▸ Aim of the exercise
Start at the line with "repository 471a3282e2620a4a" in the records below, stop at the line with "with its weekday.", and return every line in that span exactly, the two end lines included.

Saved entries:
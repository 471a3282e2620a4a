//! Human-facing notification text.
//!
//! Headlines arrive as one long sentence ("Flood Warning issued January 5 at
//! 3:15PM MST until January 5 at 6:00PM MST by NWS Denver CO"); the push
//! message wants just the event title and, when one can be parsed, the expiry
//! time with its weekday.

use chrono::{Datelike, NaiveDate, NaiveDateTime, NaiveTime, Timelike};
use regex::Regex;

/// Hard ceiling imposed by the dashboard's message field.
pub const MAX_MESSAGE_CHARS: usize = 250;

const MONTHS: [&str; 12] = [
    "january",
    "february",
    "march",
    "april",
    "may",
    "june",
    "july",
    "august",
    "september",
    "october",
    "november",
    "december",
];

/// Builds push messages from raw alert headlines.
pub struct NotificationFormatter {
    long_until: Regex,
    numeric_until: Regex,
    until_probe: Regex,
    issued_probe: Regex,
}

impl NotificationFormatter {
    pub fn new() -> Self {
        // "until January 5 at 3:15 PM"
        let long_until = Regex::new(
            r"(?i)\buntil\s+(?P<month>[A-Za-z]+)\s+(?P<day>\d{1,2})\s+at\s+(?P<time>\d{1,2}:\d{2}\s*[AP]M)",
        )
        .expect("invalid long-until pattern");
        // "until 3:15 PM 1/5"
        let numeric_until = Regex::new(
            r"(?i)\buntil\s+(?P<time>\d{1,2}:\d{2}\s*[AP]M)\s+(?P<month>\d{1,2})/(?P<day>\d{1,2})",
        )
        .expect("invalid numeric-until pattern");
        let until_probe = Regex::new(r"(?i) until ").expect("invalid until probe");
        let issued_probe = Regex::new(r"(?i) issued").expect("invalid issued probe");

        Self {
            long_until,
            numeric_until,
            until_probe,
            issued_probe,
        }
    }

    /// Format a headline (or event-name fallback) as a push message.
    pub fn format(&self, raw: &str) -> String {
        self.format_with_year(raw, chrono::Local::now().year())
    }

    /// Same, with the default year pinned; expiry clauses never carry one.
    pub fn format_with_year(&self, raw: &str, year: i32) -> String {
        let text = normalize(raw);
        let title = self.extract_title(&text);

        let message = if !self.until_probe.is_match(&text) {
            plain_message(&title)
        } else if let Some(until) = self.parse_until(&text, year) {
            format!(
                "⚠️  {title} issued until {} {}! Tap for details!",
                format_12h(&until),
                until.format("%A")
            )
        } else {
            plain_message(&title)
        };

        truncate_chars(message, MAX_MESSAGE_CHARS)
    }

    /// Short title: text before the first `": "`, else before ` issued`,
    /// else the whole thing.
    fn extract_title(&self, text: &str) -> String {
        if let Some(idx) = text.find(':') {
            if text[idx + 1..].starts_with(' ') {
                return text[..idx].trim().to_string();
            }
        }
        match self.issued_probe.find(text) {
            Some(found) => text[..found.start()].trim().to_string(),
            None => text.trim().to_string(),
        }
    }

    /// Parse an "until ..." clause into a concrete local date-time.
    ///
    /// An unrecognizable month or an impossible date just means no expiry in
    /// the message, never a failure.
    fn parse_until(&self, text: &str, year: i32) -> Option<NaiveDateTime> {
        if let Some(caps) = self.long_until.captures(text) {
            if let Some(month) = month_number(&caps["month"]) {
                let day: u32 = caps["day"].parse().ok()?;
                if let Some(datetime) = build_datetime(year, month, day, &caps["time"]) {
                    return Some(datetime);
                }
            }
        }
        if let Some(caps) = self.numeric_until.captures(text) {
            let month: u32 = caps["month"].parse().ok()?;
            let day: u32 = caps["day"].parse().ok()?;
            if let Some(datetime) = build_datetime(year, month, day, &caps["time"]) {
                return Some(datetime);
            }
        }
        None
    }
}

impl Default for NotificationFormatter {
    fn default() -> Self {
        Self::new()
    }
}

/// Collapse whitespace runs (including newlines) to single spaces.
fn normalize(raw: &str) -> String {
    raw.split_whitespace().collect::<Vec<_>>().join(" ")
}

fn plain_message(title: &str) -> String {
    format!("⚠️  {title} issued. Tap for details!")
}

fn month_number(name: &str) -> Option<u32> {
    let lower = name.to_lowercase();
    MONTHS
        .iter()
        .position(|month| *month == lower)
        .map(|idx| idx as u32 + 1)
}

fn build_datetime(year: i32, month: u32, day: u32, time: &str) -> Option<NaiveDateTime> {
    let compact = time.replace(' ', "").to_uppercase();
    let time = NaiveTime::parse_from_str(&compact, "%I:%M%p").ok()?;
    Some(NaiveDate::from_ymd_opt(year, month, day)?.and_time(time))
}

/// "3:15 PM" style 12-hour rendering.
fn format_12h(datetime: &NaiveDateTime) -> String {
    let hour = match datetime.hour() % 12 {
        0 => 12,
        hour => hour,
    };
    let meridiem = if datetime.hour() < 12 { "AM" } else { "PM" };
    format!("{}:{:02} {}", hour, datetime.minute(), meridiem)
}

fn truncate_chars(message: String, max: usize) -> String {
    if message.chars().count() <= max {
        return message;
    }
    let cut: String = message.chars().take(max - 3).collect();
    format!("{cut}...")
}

--

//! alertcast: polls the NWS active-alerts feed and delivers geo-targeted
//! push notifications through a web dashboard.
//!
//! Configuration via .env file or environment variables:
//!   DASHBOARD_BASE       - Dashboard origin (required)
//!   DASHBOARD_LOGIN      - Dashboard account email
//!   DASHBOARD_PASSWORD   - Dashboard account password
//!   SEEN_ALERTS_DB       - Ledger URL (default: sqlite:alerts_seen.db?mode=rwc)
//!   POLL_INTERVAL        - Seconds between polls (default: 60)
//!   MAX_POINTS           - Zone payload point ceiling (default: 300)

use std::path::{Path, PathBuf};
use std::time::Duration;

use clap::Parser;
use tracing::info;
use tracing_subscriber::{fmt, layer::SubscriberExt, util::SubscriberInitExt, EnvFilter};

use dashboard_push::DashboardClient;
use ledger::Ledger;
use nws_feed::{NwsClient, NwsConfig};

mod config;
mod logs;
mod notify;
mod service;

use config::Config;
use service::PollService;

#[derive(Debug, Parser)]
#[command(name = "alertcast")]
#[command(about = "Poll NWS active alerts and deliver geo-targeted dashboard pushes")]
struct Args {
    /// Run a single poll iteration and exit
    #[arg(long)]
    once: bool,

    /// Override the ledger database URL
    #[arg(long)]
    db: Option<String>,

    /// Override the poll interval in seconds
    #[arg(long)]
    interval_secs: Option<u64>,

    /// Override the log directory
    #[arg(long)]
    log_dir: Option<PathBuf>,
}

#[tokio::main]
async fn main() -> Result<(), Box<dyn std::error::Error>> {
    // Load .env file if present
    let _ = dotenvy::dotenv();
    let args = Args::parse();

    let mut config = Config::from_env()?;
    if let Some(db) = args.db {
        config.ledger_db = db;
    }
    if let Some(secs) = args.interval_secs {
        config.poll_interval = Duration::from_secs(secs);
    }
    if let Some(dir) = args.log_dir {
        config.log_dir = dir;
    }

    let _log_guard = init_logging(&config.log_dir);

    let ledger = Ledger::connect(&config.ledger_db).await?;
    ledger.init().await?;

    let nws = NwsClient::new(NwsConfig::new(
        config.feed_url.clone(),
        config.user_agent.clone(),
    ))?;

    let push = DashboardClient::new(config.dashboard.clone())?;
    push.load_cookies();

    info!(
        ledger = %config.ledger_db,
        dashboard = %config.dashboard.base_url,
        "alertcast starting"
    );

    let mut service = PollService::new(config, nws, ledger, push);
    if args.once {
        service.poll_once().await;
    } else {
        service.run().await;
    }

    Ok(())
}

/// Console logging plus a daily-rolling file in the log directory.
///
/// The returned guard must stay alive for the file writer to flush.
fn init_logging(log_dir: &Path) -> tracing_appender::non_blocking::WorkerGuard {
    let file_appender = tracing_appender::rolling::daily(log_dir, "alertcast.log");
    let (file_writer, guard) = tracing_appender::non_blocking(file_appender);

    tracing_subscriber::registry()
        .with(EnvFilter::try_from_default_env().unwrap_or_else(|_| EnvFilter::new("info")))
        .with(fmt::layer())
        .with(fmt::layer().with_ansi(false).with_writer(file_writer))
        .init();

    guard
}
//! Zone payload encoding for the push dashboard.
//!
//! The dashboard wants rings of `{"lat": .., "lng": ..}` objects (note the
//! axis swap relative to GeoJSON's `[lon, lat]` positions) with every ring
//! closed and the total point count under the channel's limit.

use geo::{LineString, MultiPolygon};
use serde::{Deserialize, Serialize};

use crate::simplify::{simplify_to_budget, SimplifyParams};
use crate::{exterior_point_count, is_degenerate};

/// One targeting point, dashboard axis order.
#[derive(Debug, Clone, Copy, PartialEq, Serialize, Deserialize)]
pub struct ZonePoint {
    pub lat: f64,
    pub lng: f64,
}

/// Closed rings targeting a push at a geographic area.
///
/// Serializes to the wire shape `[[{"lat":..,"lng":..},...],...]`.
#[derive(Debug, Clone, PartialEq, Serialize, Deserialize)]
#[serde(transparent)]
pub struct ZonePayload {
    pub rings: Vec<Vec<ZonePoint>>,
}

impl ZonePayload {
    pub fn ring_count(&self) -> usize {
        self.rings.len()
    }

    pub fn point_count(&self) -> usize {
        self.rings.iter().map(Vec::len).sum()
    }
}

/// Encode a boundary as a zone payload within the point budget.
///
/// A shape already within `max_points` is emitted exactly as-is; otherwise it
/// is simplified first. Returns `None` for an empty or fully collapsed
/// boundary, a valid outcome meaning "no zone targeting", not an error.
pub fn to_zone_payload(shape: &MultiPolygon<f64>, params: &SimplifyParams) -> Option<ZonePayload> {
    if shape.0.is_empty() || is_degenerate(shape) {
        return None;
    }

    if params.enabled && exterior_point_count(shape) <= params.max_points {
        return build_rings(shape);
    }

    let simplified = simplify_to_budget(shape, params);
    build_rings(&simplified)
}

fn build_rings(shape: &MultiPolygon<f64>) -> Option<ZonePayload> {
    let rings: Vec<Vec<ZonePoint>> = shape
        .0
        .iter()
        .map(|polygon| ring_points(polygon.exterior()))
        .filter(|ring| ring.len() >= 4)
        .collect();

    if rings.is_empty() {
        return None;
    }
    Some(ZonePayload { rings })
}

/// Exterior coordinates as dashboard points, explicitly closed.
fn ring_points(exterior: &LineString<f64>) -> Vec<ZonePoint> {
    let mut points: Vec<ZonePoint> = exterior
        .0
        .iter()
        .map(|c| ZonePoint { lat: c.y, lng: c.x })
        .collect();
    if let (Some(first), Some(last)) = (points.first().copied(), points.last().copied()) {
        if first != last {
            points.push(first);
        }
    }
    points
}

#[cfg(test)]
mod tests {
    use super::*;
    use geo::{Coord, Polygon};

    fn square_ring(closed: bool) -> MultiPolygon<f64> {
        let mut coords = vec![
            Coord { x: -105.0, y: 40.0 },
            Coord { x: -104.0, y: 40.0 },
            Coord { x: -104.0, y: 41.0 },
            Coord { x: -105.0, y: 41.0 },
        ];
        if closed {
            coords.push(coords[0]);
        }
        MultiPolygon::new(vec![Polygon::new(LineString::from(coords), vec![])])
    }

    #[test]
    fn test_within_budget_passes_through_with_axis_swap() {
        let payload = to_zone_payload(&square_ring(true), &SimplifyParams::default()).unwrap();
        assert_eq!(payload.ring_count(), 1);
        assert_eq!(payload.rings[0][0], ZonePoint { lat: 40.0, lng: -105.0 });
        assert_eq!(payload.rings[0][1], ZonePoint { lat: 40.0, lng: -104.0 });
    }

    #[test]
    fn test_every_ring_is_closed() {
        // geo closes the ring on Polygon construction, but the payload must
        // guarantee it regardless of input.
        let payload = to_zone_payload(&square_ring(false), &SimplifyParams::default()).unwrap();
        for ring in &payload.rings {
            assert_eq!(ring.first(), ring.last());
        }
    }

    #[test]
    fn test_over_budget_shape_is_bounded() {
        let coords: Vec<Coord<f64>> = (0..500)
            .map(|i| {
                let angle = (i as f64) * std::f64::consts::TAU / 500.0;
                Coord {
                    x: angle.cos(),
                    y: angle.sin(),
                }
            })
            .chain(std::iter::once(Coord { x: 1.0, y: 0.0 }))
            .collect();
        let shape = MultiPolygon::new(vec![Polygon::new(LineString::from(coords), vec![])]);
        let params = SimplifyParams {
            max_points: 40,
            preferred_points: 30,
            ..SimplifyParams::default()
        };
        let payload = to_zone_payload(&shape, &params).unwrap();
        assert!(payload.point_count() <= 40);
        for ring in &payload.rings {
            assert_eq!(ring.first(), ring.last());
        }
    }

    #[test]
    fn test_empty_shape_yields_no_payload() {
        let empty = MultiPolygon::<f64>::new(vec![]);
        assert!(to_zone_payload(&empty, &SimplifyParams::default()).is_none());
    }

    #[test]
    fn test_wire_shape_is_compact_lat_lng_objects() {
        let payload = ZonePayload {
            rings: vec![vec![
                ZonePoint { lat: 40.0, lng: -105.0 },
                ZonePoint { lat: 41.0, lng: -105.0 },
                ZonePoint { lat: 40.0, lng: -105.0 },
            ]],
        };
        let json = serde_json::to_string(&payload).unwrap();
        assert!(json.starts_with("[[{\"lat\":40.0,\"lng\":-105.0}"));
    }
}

▸ Solution
repository 471a3282e2620a4a
//! Human-facing notification text.
//!
//! Headlines arrive as one long sentence ("Flood Warning issued January 5 at
//! 3:15PM MST until January 5 at 6:00PM MST by NWS Denver CO"); the push
//! message wants just the event title and, when one can be parsed, the expiry
//! time with its weekday.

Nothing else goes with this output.